Young and Hungry
Meet Aimee Carrero
On working on sitcoms
Aimee: It’s great. I didn’t think I’d be around to do sitcoms because I thought sitcoms would be dead by the time I was old enough to do some, so it’s been absolutely surprise and joy to just have an audience. I’m a big fan of I Love Lucy and just knowing how like that was the first sitcom and Desi Arnaz invented that and it feels so great to be a part of that tradition
How did you find the show? Did it come to you?
Aimee: Well, actually it’s funny because it’s all about a lie that I told. I was on “Baby Daddy” just for an episode, I did a guest star on “Baby Daddy,” which is another ABC Family show, and from that I got an audition. The casting lady for “Young and Hungry” didn’t like me all that much. I didn’t get a call back, she didn’t put me forward to the next round. I’d gone to a ton of auditions. And then I got cast in “Baby Daddy” for the one episode. And because of that, the network took some interest in me and brought me in, and I met one of the casting executives. Not the lady I’d auditioned with for “Young and Hungry.” They were like, “You’re so great. We love you. Have you auditioned for “Young and Hungry?” And I was like, “Nope.” And so she put me through to the next round because the orders came from higher up, and I got the job from that. That little white lie. Give me another shot, I know you’ll like me.
You’ve done some movies, is this your first time doing a TV series?
Aimee: It’s my first time doing a sitcom, but I was on a kids' show a couple of years ago called “Level Up” on Cartoon Network, and I was just on “The Americans” this year, which is very different than this.
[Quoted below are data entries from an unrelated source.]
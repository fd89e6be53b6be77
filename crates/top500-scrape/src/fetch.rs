//! Fetcher for `<top500_url>/system/<id>` pages.

use async_trait::async_trait;
use thiserror::Error;
use top500_core::SystemId;
use tracing::debug;

#[derive(Error, Debug)]
pub enum FetchError {
    #[error("HTTP request failed: {0}")]
    Http(#[from] reqwest::Error),
    #[error("system {0} not found")]
    NotFound(SystemId),
    #[error("server returned {status} for {url}")]
    Server { status: u16, url: String },
}

/// Source of raw system pages.
#[async_trait]
pub trait PageSource: Send + Sync {
    async fn fetch_page(&self, id: SystemId) -> Result<String, FetchError>;
}

/// Plain HTTPS GET against the TOP500 site. Single attempt, no retries.
pub struct Top500Fetcher {
    client: reqwest::Client,
    base_url: String,
}

impl Top500Fetcher {
    /// `base_url` should be like `https://www.top500.org` (no trailing slash).
    ///
    /// `client` is normally the session client so both sides share one
    /// connection pool.
    pub fn new(client: reqwest::Client, base_url: &str) -> Self {
        Self {
            client,
            base_url: base_url.trim_end_matches('/').to_string(),
        }
    }

    pub fn system_url(&self, id: SystemId) -> String {
        format!("{}/system/{}", self.base_url, id)
    }
}

#[async_trait]
impl PageSource for Top500Fetcher {
    async fn fetch_page(&self, id: SystemId) -> Result<String, FetchError> {
        let url = self.system_url(id);
        debug!(url = %url, "fetching system page");

        let resp = self.client.get(&url).send().await?;
        let status = resp.status();
        if status == reqwest::StatusCode::NOT_FOUND {
            return Err(FetchError::NotFound(id));
        }
        if !status.is_success() {
            return Err(FetchError::Server {
                status: status.as_u16(),
                url,
            });
        }
        Ok(resp.text().await?)
    }
}

#[cfg(test)]
mod tests {
    use super::*;

    #[test]
    fn fetcher_trims_trailing_slash() {
        let fetcher = Top500Fetcher::new(reqwest::Client::new(), "https://www.top500.org/");
        assert_eq!(
            fetcher.system_url(SystemId(179807)),
            "https://www.top500.org/system/179807"
        );
    }

    #[test]
    fn not_found_message_names_the_id() {
        let err = FetchError::NotFound(SystemId(0));
        assert_eq!(err.to_string(), "system 0 not found");
    }
}
//! Wikibase JSON for snaks and statements.
//!
//! Quantity units are entity URIs (`<concept_uri>Q11573`), `"1"` when the
//! quantity is unitless. Times are month precision in the proleptic
//! Gregorian calendar.

use serde_json::{Map, Value, json};
use top500_core::{Claim, ClaimValue, ItemId, ListDate, PropertyId};

const GREGORIAN: &str = "http://www.wikidata.org/entity/Q1985727";
const PRECISION_MONTH: u8 = 10;

/// Encodes claim values against a fixed entity URI prefix.
#[derive(Debug, Clone)]
pub struct Encoder {
    concept_uri: String,
}

impl Encoder {
    /// `concept_uri` like `http://www.wikidata.org/entity/` (trailing slash optional).
    pub fn new(concept_uri: &str) -> Self {
        let mut concept_uri = concept_uri.trim_end_matches('/').to_string();
        concept_uri.push('/');
        Self { concept_uri }
    }

    pub fn entity_uri(&self, item: &ItemId) -> String {
        format!("{}{}", self.concept_uri, item)
    }

    pub fn datavalue(&self, value: &ClaimValue) -> Value {
        match value {
            ClaimValue::Item(item) => json!({
                "type": "wikibase-entityid",
                "value": item_value(item),
            }),
            ClaimValue::Quantity { amount, unit } => json!({
                "type": "quantity",
                "value": {
                    "amount": amount.signed(),
                    "unit": unit.as_ref().map_or_else(|| "1".to_string(), |u| self.entity_uri(u)),
                },
            }),
            ClaimValue::Time(date) => json!({
                "type": "time",
                "value": time_value(*date),
            }),
            ClaimValue::String(s) => json!({
                "type": "string",
                "value": s,
            }),
        }
    }

    pub fn snak(&self, property: &PropertyId, value: &ClaimValue) -> Value {
        json!({
            "snaktype": "value",
            "property": property.as_str(),
            "datavalue": self.datavalue(value),
        })
    }

    /// Full statement for `wbsetclaim`, qualifiers included.
    pub fn statement(&self, guid: &str, claim: &Claim) -> Value {
        let mut statement = json!({
            "id": guid,
            "type": "statement",
            "rank": "normal",
            "mainsnak": self.snak(&claim.property, &claim.value),
        });
        if !claim.qualifiers.is_empty() {
            let mut qualifiers: Map<String, Value> = Map::new();
            let mut order: Vec<&str> = Vec::new();
            for q in &claim.qualifiers {
                let snak = self.snak(&q.property, &q.value);
                match qualifiers.get_mut(q.property.as_str()) {
                    Some(Value::Array(snaks)) => snaks.push(snak),
                    _ => {
                        order.push(q.property.as_str());
                        qualifiers.insert(q.property.as_str().to_string(), Value::Array(vec![snak]));
                    }
                }
            }
            statement["qualifiers"] = Value::Object(qualifiers);
            statement["qualifiers-order"] = json!(order);
        }
        statement
    }
}

fn item_value(item: &ItemId) -> Value {
    json!({
        "entity-type": "item",
        "id": item.as_str(),
    })
}

fn time_value(date: ListDate) -> Value {
    json!({
        "time": format!("+{:04}-{:02}-00T00:00:00Z", date.year, date.month),
        "timezone": 0,
        "before": 0,
        "after": 0,
        "precision": PRECISION_MONTH,
        "calendarmodel": GREGORIAN,
    })
}

/// Statement GUID in the `Q42$<uuid>` form Wikibase expects.
pub fn statement_guid(item: &ItemId) -> String {
    format!("{}${}", item, uuid::Uuid::new_v4())
}

/// `labels` object for `wbeditentity`.
pub fn labels(labels: &[(String, String)]) -> Value {
    let mut out = Map::new();
    for (language, value) in labels {
        out.insert(language.clone(), json!({ "language": language, "value": value }));
    }
    Value::Object(out)
}
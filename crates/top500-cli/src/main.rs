mod pipeline;

use std::path::PathBuf;
use std::process::ExitCode;
use std::sync::Arc;

use anyhow::Context;
use clap::{ArgAction, ArgGroup, Parser};
use top500_core::config::DEFAULT_CONFIG_NAME;
use top500_core::{ImporterConfig, ItemId, SystemId};
use top500_scrape::Top500Fetcher;
use top500_store::{MemoryStore, RedisStore, ShardCoordinator, ShardPlan, ShardStore};
use top500_wikibase::{BotStatus, Session, WikibaseClient};
use tracing::{error, info, warn};

use crate::pipeline::{Importer, MassOptions};

#[derive(Parser, Debug)]
#[command(name = "top500-importer", version, about = "Import TOP500 supercomputer data into Wikibase")]
#[command(group(ArgGroup::new("mode").required(true).args(["item", "mass"])))]
struct Cli {
    /// Target item for a single import.
    #[arg(short = 'i', long, value_name = "ITEM", requires = "top500_id")]
    item: Option<String>,

    /// TOP500 system id for a single import.
    #[arg(short = 't', long = "top500-id", value_name = "ID", requires = "item")]
    top500_id: Option<String>,

    /// Process every id assigned to this shard offset.
    #[arg(long, value_name = "OFFSET")]
    mass: Option<u32>,

    /// Number of shards; overrides `shard.modulus` from the config.
    #[arg(long, value_name = "MODULUS", requires = "mass")]
    shards: Option<u32>,

    #[arg(long, env = "TOP500_CONFIG", default_value = DEFAULT_CONFIG_NAME)]
    config: PathBuf,

    #[arg(long, env = "TOP500_BOT_USER")]
    user: Option<String>,

    #[arg(long, env = "TOP500_BOT_PASSWORD", hide_env_values = true)]
    password: Option<String>,

    /// Coordination store, e.g. `redis://localhost:6379/0`.
    #[arg(long, env = "TOP500_REDIS_URL")]
    redis: Option<String>,

    /// -v for debug output, -vv for trace.
    #[arg(short, long, action = ArgAction::Count)]
    verbose: u8,
}

enum Mode {
    Single { id: SystemId, item: ItemId },
    Mass { offset: u32 },
}

impl Cli {
    fn mode(&self) -> anyhow::Result<Mode> {
        match (&self.item, &self.top500_id, self.mass) {
            (Some(item), Some(id), None) => Ok(Mode::Single {
                id: id.parse().context("invalid TOP500 id")?,
                item: item.parse().context("invalid target item")?,
            }),
            (None, None, Some(offset)) => Ok(Mode::Mass { offset }),
            _ => anyhow::bail!("use either -i/-t or --mass"),
        }
    }

    fn apply(&self, config: &mut ImporterConfig) {
        if let Some(user) = &self.user {
            config.username = Some(user.clone());
        }
        if let Some(password) = &self.password {
            config.password = Some(password.clone());
        }
        if let Some(url) = &self.redis {
            config.redis_url = Some(url.clone());
        }
        if let Some(modulus) = self.shards {
            config.shard.modulus = modulus;
        }
    }
}

#[tokio::main]
async fn main() -> ExitCode {
    let cli = Cli::parse();

    let level = match cli.verbose {
        0 => tracing::Level::INFO,
        1 => tracing::Level::DEBUG,
        _ => tracing::Level::TRACE,
    };
    tracing_subscriber::fmt()
        .with_max_level(level)
        .with_writer(std::io::stderr)
        .with_target(false)
        .init();
    info!("top500-importer v{}", env!("CARGO_PKG_VERSION"));

    match run(cli).await {
        Ok(code) => code,
        Err(e) => {
            error!("{e:#}");
            ExitCode::from(1)
        }
    }
}

/// Errors returned here are configuration or login failures; import
/// failures are reported through the exit code.
async fn run(cli: Cli) -> anyhow::Result<ExitCode> {
    let mode = cli.mode()?;
    let mut config = ImporterConfig::load(&cli.config)
        .with_context(|| format!("loading {}", cli.config.display()))?;
    cli.apply(&mut config);
    let mapper = config.mapper().context("invalid configuration")?;

    let username = config.username.as_deref().context("no bot username configured")?;
    let password = config.password.as_deref().context("no bot password configured")?;
    let mut session = Session::new(&config.api_url).context("building HTTP client")?;
    session.login(username, password).await.context("login failed")?;

    let fetcher = Top500Fetcher::new(session.http(), &config.top500_url);
    let mut kb = WikibaseClient::new(session, &config.concept_uri, config.edit_summary.clone());
    set_status(&kb, &config, BotStatus::Running).await;

    let outcome = match mode {
        Mode::Single { id, item } => {
            let importer = Importer::new(&fetcher, &kb, &mapper);
            match importer.import_one(id, &item).await {
                Ok(summary) if summary.is_clean() => Ok(true),
                Ok(summary) => {
                    error!(id = %id, item = %item, failed = summary.failed, "some claims were not written");
                    Ok(false)
                }
                Err(e) => {
                    error!(id = %id, item = %item, error = %e, "import failed");
                    Ok(false)
                }
            }
        }
        Mode::Mass { offset } => run_mass(&fetcher, &kb, &mapper, &config, offset).await,
    };

    let status = match outcome {
        Ok(true) => BotStatus::Stopped,
        _ => BotStatus::Error,
    };
    set_status(&kb, &config, status).await;
    if let Err(e) = kb.logout().await {
        warn!(error = %e, "logout failed");
    }
    outcome.map(|ok| if ok { ExitCode::SUCCESS } else { ExitCode::from(2) })
}

async fn run_mass(
    fetcher: &Top500Fetcher,
    kb: &WikibaseClient,
    mapper: &top500_core::FieldMapper,
    config: &ImporterConfig,
    offset: u32,
) -> anyhow::Result<bool> {
    let shard = &config.shard;
    let plan = ShardPlan::new(shard.modulus, offset, shard.first_id, shard.last_id)
        .context("invalid shard settings")?;
    let store = open_store(config.redis_url.as_deref()).await;
    let coordinator = ShardCoordinator::new(plan, store);
    let options = MassOptions {
        label_languages: config.label_languages.clone(),
        log_page: config.log_page.clone(),
    };

    Importer::new(fetcher, kb, mapper)
        .run_mass(&coordinator, &options)
        .await;
    Ok(true)
}

/// Redis when configured and reachable, otherwise a process-local store.
async fn open_store(url: Option<&str>) -> Arc<dyn ShardStore> {
    let Some(url) = url else {
        return Arc::new(MemoryStore::new());
    };
    match RedisStore::connect(url).await {
        Ok(store) => Arc::new(store),
        Err(e) => {
            warn!(url, error = %e, "coordination store unavailable, continuing without it");
            Arc::new(MemoryStore::new())
        }
    }
}

async fn set_status(kb: &WikibaseClient, config: &ImporterConfig, status: BotStatus) {
    let Some(page) = config.status_page.as_deref() else {
        return;
    };
    if let Err(e) = kb.set_status(page, status).await {
        warn!(page, status = %status, error = %e, "could not update status page");
    }
}
use std::collections::{HashMap, HashSet};
use std::sync::{Mutex, MutexGuard};

use async_trait::async_trait;
use top500_core::{Record, SystemId};

use crate::{ShardStore, StoreError};

/// Process-local store, used when no Redis URL is configured.
#[derive(Default)]
pub struct MemoryStore {
    processed: Mutex<HashSet<SystemId>>,
    records: Mutex<HashMap<SystemId, Record>>,
}

impl MemoryStore {
    pub fn new() -> Self {
        Self::default()
    }

    pub fn processed_count(&self) -> usize {
        self.processed.lock().map(|p| p.len()).unwrap_or(0)
    }
}

fn lock<T>(m: &Mutex<T>) -> Result<MutexGuard<'_, T>, StoreError> {
    m.lock()
        .map_err(|_| StoreError::Other("memory store lock poisoned".into()))
}

#[async_trait]
impl ShardStore for MemoryStore {
    async fn is_processed(&self, id: SystemId) -> Result<bool, StoreError> {
        Ok(lock(&self.processed)?.contains(&id))
    }

    async fn mark_processed(&self, id: SystemId) -> Result<(), StoreError> {
        lock(&self.processed)?.insert(id);
        Ok(())
    }

    async fn cached_record(&self, id: SystemId) -> Result<Option<Record>, StoreError> {
        Ok(lock(&self.records)?.get(&id).cloned())
    }

    async fn cache_record(&self, record: &Record) -> Result<(), StoreError> {
        lock(&self.records)?.insert(record.id, record.clone());
        Ok(())
    }
}
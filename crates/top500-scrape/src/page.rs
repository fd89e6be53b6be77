use scraper::Html;
use thiserror::Error;
use top500_core::{Record, SystemId};
use tracing::debug;

use crate::ranking::parse_rankings;
use crate::table::{parse_spec_table, parse_title};

#[derive(Error, Debug)]
pub enum ParseError {
    #[error("system {0}: page has no system heading")]
    MissingTitle(SystemId),
}

/// Parse a full system page into a [`Record`].
///
/// Only a missing heading fails the page; every other problem degrades or
/// drops the affected field.
pub fn parse_record(id: SystemId, html: &str) -> Result<Record, ParseError> {
    let doc = Html::parse_document(html);
    let (name, platform) = parse_title(&doc).ok_or(ParseError::MissingTitle(id))?;

    let mut record = Record::new(id, name);
    record.platform = platform;
    record.fields = parse_spec_table(&doc);
    record.rankings = parse_rankings(&doc);

    debug!(
        id = %id,
        fields = record.fields.len(),
        rankings = record.rankings.len(),
        "parsed system page"
    );
    Ok(record)
}

#[cfg(test)]
mod tests {
    use super::*;
    use top500_core::{Field, FieldValue, Metric, Unit};

    const PAGE: &str = r#"<!DOCTYPE html>
        <html><head><title>Acme One - Acme Cluster, Acme CPU 2GHz | TOP500</title></head>
        <body>
          <h1>Acme One - Acme Cluster, Acme CPU 2GHz, Acme Link, Acme Corp</h1>
          <table class="table table-condensed">
            <tr><th>Manufacturer:</th><td>Acme Corp</td></tr>
            <tr><th>Favourite Colour:</th><td>teal</td></tr>
          </table>
          <div class="table-responsive"><table class="table">
            <tr><th>List</th><th>Rank</th><th>Rmax (PFlop/s)</th></tr>
            <tr><td>11/2023</td><td>1</td><td>1.50</td></tr>
          </table></div>
        </body></html>"#;

    #[test]
    fn full_page() {
        let record = parse_record(SystemId(123), PAGE).unwrap();
        assert_eq!(record.id, SystemId(123));
        assert_eq!(record.name, "Acme One");
        assert_eq!(record.platform.as_deref(), Some("Acme Cluster"));
        assert_eq!(record.fields.len(), 1);
        assert_eq!(
            record.field(Field::Manufacturer),
            Some(&FieldValue::Text("Acme Corp".into()))
        );

        assert_eq!(record.rankings.len(), 1);
        let rmax = record.rankings[0].measurement(Metric::Rmax).unwrap();
        assert_eq!(rmax.amount.as_str(), "1.5");
        assert_eq!(rmax.unit, Some(Unit::PetaFlops));
        assert_eq!(record.rankings[0].date.unwrap().to_string(), "2023-11");
    }

    #[test]
    fn page_without_heading_fails() {
        let err = parse_record(SystemId(0), "<html><body>Not found</body></html>").unwrap_err();
        assert!(matches!(err, ParseError::MissingTitle(SystemId(0))));
    }
}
Definitely my first sitcom and probably the biggest job I’ve had.
Do you see yourself liking sitcoms more or do you want to progress to the movie role?
Aimee: Nowadays, I feel like you can do everything. So I think the goal for me is to just have a varied career. I look at someone like Cate Blanchett who can go from stage to TV to movies so seamlessly. I think we live in a time where actors can do that, and it doesn’t scar you in anyway. That’s kind of the dream. Right now, I’m doing a sitcom. I think it’s sooo cool and fun. Who knows what I’ll do next? I just like to do different things and kind of keep the momentum going.
On being in the industry
Aimee: I have a wonderful family, and I’m older than I look. I just turned 26, so I didn’t move here until I was 20, so that is helpful. I think when you’re in the business so young you never grasp reality. If this is all you know, coming in an meeting wonderful people like you, and everyone says “yes” to you and brings you bagels—this isn’t real, this isn’t real life. I’m gonna go home and do some laundry after this. So having a wonderful family foundation is helpful. We’re a very blue-collar family. No one is an actor in my family; we don’t even really have any professional artists in my family. My dad’s an engineer, my mom is a teacher. We’re all very normal in that way. My faith has definitely been helpful to me in this business.
I also think that I’m in it because I LOVE the job. I realized that really early on. I think a lot of people come into it because, “Oh, I get to go on red carpets.” By the time you get to do all of that you have been through the wringer so many times that I don’t know how it doesn’t weed more people out, to be honest. If that’s all your sticking around for, then you’re going to act out in other ways. But if you love the job…I’m happy doing this.
Which actors inspire you?
Aimee: I love Cate Blanchett. I think she can do no wrong in my eyes. Emma Thomson because she’s so fearless. She can do anything. Also someone my age: Jennifer Lawrence because she’s pretty fearless. She makes really great choices. She’s not afraid to look not her best. I look up to actresses who love their job, that’s all they’re about.
If you’re not a real person how can play a real person if you’re not one, if you don’t have those experiences? As far as inspirations go, anybody who just takes it seriously and loves what they do.
On social media…Aimee's on Instragram and not Twitter
Aimee: That was so hard for me to get an Instagram account. I was like, “I’m gonna do it.” As far as Twitter goes, because I’m interested in doing a lot of different things in my career, I don’t know exactly how I want to brand myself. And I think when you’re on Twitter and you have a following, you have to curate things very specifically. And right now, like I said before I did “The Americans” this year. It’s a very racy show. It’s for adults, and if I’m saying, “Hey, watch me on the Americans,” and it’s a14-year-old-girl [reading the Tweet], I don’t think that’s appropriate. I don’t know yet. I think once I get a little more established in my career, and I know who my audience is, I’ll feel more comfortable. Until then I’m just going to post some pictures on Instagram.But she has an account with her name locked in.
On what to say to young girls about what they see in the media
Aimee: Any thing you see on TV, that’s all smoke and mirrors. When you see people in a magazine, it’s not because they are the best. It’s because they have a publicist, and they pay. And they are Photoshopped.